Collect all lines below with the string "scored".

........

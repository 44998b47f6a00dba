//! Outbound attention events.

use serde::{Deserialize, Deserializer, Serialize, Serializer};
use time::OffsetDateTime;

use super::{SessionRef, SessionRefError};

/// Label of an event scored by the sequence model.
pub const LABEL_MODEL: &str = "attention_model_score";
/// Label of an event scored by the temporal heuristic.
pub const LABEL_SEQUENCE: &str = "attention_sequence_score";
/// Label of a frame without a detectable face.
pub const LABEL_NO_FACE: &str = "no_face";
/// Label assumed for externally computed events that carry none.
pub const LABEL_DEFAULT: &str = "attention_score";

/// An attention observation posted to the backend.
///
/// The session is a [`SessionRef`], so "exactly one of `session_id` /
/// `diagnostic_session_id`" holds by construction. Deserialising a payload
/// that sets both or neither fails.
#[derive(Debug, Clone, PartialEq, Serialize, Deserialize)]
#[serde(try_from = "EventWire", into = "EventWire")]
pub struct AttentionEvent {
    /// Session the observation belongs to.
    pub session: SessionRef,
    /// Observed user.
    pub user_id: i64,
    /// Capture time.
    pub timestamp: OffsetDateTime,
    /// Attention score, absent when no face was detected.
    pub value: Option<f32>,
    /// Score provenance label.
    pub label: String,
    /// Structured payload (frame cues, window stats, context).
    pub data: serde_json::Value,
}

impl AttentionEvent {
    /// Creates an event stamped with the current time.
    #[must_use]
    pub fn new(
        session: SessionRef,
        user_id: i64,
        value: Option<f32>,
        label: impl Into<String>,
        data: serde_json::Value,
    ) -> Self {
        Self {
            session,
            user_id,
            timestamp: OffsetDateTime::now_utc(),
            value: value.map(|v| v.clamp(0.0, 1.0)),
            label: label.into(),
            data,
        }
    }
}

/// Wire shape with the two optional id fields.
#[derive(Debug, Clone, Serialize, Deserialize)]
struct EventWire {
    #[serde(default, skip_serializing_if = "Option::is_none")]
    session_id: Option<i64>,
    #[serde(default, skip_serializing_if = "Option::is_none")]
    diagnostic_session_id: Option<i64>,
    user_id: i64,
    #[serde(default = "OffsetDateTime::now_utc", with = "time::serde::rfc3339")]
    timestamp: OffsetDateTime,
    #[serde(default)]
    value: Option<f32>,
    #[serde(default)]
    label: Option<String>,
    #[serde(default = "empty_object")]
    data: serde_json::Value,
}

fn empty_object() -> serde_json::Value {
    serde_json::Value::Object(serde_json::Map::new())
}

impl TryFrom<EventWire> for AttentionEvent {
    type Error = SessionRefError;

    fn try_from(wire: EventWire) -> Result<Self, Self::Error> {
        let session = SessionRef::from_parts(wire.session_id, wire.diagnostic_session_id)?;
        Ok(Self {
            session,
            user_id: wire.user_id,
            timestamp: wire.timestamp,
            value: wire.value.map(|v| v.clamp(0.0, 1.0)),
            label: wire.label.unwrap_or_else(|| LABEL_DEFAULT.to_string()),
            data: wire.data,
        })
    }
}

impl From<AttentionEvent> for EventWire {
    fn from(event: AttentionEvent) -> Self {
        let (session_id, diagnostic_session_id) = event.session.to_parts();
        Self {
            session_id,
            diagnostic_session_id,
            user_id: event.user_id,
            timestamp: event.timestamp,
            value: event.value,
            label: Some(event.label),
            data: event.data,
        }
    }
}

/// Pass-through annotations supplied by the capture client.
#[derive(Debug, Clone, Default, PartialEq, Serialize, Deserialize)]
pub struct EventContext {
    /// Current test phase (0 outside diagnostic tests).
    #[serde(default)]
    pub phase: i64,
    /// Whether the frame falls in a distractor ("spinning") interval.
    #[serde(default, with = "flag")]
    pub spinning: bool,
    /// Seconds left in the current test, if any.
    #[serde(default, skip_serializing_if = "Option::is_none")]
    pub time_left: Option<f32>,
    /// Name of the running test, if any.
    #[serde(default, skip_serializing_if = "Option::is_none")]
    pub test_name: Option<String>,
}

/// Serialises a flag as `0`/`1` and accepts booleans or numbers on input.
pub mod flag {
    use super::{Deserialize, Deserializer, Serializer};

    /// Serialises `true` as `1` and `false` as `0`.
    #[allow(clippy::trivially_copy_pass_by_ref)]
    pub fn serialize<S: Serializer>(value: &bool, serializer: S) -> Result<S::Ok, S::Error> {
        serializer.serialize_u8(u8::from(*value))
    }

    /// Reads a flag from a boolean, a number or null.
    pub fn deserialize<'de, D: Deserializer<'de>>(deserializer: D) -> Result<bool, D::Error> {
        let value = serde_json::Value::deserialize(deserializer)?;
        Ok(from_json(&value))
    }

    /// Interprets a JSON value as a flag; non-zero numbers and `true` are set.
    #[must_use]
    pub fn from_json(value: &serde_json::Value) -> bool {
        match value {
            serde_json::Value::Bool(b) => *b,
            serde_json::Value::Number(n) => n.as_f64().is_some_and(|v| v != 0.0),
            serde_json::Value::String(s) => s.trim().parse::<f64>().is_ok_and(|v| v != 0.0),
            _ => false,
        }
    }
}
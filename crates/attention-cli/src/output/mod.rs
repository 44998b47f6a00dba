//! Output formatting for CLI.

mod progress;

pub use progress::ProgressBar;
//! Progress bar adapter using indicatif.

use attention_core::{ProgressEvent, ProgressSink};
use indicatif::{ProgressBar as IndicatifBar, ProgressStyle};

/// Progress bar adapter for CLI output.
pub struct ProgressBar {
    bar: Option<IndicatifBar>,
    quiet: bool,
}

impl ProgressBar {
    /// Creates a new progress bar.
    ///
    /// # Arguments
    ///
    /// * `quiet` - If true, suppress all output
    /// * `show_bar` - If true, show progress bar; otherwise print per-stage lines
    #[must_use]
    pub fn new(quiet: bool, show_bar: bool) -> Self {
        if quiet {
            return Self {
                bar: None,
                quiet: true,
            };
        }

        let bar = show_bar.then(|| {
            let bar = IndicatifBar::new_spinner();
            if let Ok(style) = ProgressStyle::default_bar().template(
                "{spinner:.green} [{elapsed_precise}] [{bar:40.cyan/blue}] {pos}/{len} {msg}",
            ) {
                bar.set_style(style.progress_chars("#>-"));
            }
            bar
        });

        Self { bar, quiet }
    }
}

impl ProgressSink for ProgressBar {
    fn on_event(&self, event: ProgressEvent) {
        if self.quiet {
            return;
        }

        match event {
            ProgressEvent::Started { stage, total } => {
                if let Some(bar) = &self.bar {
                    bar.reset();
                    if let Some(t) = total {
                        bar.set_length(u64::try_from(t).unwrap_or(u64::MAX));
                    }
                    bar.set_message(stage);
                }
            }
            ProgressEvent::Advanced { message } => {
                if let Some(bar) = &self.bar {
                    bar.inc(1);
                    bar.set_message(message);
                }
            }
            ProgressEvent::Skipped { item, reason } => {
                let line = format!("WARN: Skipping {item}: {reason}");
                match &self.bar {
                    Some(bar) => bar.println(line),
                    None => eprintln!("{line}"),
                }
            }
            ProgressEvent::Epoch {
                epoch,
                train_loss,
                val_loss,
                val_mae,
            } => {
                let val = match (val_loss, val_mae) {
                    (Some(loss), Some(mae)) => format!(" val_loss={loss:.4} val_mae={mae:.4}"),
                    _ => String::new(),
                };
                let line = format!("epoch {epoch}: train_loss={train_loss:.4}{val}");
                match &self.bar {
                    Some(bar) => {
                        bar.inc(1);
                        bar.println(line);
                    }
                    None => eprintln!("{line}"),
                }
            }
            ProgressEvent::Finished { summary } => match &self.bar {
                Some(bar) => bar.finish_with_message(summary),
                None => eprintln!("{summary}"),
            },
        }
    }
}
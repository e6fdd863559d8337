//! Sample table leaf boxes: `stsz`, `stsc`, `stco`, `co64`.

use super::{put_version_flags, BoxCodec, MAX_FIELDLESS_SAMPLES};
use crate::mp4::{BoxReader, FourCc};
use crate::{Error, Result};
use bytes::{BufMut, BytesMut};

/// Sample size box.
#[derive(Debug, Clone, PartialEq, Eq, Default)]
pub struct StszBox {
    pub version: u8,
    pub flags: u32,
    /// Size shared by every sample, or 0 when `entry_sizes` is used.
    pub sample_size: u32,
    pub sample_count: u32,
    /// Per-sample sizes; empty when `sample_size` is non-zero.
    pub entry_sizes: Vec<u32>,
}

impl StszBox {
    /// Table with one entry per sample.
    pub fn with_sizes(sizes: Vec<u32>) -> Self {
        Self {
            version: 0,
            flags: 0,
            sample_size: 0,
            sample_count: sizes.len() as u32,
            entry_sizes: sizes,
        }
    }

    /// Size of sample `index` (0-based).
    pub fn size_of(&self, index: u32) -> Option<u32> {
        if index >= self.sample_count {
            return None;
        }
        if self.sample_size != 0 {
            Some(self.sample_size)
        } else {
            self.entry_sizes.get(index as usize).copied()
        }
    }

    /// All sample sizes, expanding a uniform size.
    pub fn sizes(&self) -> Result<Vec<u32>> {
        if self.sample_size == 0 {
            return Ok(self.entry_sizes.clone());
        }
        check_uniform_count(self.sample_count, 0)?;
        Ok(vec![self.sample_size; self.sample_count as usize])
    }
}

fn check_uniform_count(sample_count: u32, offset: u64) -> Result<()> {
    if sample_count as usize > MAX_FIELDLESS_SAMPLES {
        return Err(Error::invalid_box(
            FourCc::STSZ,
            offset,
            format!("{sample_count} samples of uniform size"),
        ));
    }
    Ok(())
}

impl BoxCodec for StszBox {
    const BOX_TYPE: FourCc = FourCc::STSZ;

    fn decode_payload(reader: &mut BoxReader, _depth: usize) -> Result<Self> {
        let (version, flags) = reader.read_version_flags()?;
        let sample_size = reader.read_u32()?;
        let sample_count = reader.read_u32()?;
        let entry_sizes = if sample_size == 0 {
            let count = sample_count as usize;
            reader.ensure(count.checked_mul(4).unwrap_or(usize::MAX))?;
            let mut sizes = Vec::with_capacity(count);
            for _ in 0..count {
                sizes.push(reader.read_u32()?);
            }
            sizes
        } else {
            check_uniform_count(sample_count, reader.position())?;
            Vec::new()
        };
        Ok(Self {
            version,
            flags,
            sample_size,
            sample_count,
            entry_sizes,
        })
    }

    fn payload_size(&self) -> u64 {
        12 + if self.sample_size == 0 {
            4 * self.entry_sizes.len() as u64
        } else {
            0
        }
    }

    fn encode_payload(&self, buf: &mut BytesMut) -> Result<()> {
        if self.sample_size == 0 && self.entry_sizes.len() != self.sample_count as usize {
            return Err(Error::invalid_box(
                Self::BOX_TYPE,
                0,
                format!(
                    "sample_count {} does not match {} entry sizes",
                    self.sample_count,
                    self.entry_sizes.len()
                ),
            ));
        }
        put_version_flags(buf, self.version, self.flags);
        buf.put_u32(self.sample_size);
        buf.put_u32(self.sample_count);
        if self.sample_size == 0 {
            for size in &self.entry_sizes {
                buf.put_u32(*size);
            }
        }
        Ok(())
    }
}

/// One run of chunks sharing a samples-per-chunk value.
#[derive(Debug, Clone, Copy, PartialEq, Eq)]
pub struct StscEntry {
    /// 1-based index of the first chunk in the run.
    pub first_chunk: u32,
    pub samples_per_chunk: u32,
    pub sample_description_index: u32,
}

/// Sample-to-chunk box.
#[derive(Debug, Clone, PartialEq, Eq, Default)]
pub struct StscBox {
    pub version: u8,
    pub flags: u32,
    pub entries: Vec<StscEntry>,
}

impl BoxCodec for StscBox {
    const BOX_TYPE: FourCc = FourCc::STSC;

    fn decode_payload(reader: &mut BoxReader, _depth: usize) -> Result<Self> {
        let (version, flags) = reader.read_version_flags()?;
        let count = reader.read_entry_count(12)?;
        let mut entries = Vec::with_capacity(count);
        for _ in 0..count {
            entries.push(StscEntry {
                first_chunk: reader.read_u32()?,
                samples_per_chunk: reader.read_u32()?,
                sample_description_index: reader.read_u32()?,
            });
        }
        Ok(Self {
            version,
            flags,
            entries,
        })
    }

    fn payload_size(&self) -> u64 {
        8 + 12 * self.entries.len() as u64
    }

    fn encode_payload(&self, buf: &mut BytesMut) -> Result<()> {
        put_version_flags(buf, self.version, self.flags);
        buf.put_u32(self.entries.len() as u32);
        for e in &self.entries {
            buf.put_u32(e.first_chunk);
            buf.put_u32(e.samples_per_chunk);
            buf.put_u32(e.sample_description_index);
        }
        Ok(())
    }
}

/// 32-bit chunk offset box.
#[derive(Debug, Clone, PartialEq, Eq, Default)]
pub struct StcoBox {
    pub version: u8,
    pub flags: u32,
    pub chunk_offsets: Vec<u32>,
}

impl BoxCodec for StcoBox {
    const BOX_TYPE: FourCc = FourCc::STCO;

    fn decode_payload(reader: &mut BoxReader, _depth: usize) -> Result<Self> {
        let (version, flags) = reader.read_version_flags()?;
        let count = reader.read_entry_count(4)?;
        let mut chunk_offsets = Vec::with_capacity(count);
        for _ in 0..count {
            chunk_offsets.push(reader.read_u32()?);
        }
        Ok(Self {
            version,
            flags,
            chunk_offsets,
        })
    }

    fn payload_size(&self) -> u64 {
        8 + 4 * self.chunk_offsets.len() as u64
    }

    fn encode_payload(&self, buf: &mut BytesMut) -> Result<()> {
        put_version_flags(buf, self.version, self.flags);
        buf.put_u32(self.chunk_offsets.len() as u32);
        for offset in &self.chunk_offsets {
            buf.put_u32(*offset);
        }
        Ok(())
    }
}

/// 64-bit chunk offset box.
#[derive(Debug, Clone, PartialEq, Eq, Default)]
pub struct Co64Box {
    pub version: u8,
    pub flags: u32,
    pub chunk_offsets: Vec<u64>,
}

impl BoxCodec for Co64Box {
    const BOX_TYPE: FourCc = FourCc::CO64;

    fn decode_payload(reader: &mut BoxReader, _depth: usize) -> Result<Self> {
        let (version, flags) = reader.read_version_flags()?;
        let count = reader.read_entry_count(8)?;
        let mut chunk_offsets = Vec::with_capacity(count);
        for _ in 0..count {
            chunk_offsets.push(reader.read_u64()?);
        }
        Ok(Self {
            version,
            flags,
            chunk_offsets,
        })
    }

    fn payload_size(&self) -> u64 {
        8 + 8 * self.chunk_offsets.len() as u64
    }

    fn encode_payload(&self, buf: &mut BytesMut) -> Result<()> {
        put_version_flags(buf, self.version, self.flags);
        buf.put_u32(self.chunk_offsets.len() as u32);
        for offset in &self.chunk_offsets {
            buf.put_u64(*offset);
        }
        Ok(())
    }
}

........

# RESPONSE BOX
/// Label of an event scored by the sequence model.
/// Label of an event scored by the temporal heuristic.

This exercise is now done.